SHARPE’S DEVIL. Bernard Cornwell

“And Bautista would have provided her with a body, or rather a skeleton so rotted down that no one could ever tell who it had been, but he would have needed time to prepare it. He’d probably have had a lavish coffin made, with a silver plate on it, and he’d have found an unrecognizably decayed body to put inside, dressed in a gilded uniform, and he couldn’t arrange all that with us sniffing around Puerto Crucero.”

Harper stopped at an embrasure and stared at the far mountains. “So where’s Bias Vivar?”

“Still out there,” Sharpe nodded at the broken countryside to the north, at the retreating ridges and dark valleys where, he knew, he must now search for a friend’s body. He did not want to make the search. He had been so sure that he would find the body under the garrison church’s flagstones, and now he faced yet more time in this country that was so bitterly far from everything he loved. “We’ll need two horses. Unless, of course, you’ve had enough?”

“Are you sure we need to stay?” Harper asked unhappily.

Sharpe’s face was equally miserable. “We haven’t found Vivar, so I don’t think I can go home yet.”

Harper shook his head. “And we’ll not find him! You heard what Major Suarez said. He’s looked twice and found nothing. Christ! Bautista probably had a thousand men looking!”

“I know. But I can’t go back to Louisa and tell her I couldn’t be bothered to search the place where Don Bias died. We have to take a look, Patrick,” Sharpe said, then added hurriedly, “I do, anyway.”

“I’ll stay,” Harper said robustly. “Jesus, if I get home I’ll only have the bloody children screaming and the wife telling me I should drink less.”

Sharpe smiled. “So she does think you’re too fat?”

“She’s a woman, what the hell does she know?” Harper tried to pull in his gut, and failed.

“You’re thinner than you were,” Sharpe said truthfully.

Harper patted his belly. “She won’t know me when I get home. I’m dwindling. I’ll be a wraith. If I’m alive at all.”

“Two weeks,” Sharpe heard the gloom in his friend’s voice, and tried to alleviate it with a promise. “We’ll stay two weeks more, and if we can’t find Don Bias in a fortnight, then we’ll give up the search, I promise. Just two weeks.”

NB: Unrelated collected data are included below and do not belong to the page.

impl<'a> SyncGuard<'a> {
    fn acquire(set: &'a StdMutex<HashSet<String>>, id: &str) -> std::result::Result<Self, SyncError> {
        let mut members = set.lock().unwrap_or_else(|e| e.into_inner());
        if !members.insert(id.to_string()) {
            return Err(SyncError::InProgress(id.to_string()));
        }
        Ok(Self {
            set,
            id: id.to_string(),
        })
    }
}

impl Drop for SyncGuard<'_> {
    fn drop(&mut self) {
        self.set.lock().unwrap_or_else(|e| e.into_inner()).remove(&self.id);
    }
}

/// A registered cluster
pub struct Cluster {
    config: ClusterConfiguration,
    members: Vec<Member>,
    balancer: Balancer,
    state: Arc<dyn StateManager>,
    metadata: MetadataCache,
    /// Serializes changes to the active set so balancer and state agree
    activation: Mutex<()>,
    /// Held shared by writes and exclusively while a synchronized member
    /// catches up and becomes active
    writes: RwLock<()>,
    /// Bumped by every write once it has been applied
    write_epoch: AtomicU64,
    /// Members with a synchronization in progress
    synchronizing: StdMutex<HashSet<String>>,
    shutdown_tx: watch::Sender<bool>,
    scheduler: StdMutex<Option<JoinHandle<()>>>,
    closed: AtomicBool,
}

It was a promise that looked increasingly fragile as the days passed. Sharpe needed to search the valley where Don Bias had disappeared, but refugees from the countryside spoke of horrors that made travel unsafe. The Spaniards, retreating toward the guns of Valdivia, were pillaging farms and settlements, while the savages, scenting their enemy’s weakness, were hunting down the refugees from Puerto Crucero’s defeated garrison. The whole province was churning with bitterness, and Cochrane insisted that Sharpe and Harper could not risk traveling through the murderous chaos. “The damned Indians don’t know you’re English! They see a white skin and suddenly you’re the evening’s main dish—white meat served with fig sauce. Come to think of it, that’s probably what happened to your friend Vivar. He was turned into a fricassee and three belches.”

“Are the savages cannibals?” Sharpe asked.

“God knows. I can’t make head or tail of them,” Cochrane grumbled. He wanted Sharpe to forget Vivar, and instead enroll for the assault on Valdivia. “Half the bloody Spanish army searched that valley,” Cochrane protested, “and they found nothing! Why do you think you can do better?”

“Because I’m not the Spanish army.”

The two men were standing on the highest seaward rampart of the captured fortress. Above them the flag of the Chilean Republic snapped in the cold southern wind, while beneath them, in the inner harbor, the Espiritu Santo lay grounded on a sandy shoal that was only flooded at the very highest tides. A stout line had been attached to the Espiritu Santos, mainmast, then run ashore to where a team of draught horses, helped by fifty men, had taken the strain, pulling the frigate over, so that now she lay careened on her port side and with her wounded flank facing the sky. Carpenters from the town and from Cochrane’s flagship were busy patching the damage done by the exploding Mary Starbuck. The Espiritu Santo was now called the Kitty, named in honor of Cochrane’s wife. Her old crew had been divided; Captain Ardiles, with his officers and those seamen who had not volunteered to join the ranks of the rebels, were locked in the prison wing of the citadel, while the other seamen, about fifty in all, had volunteered to join Cochrane’s ranks. Those fifty would all be part of the crew that would take the Kitty north to attack Valdivia.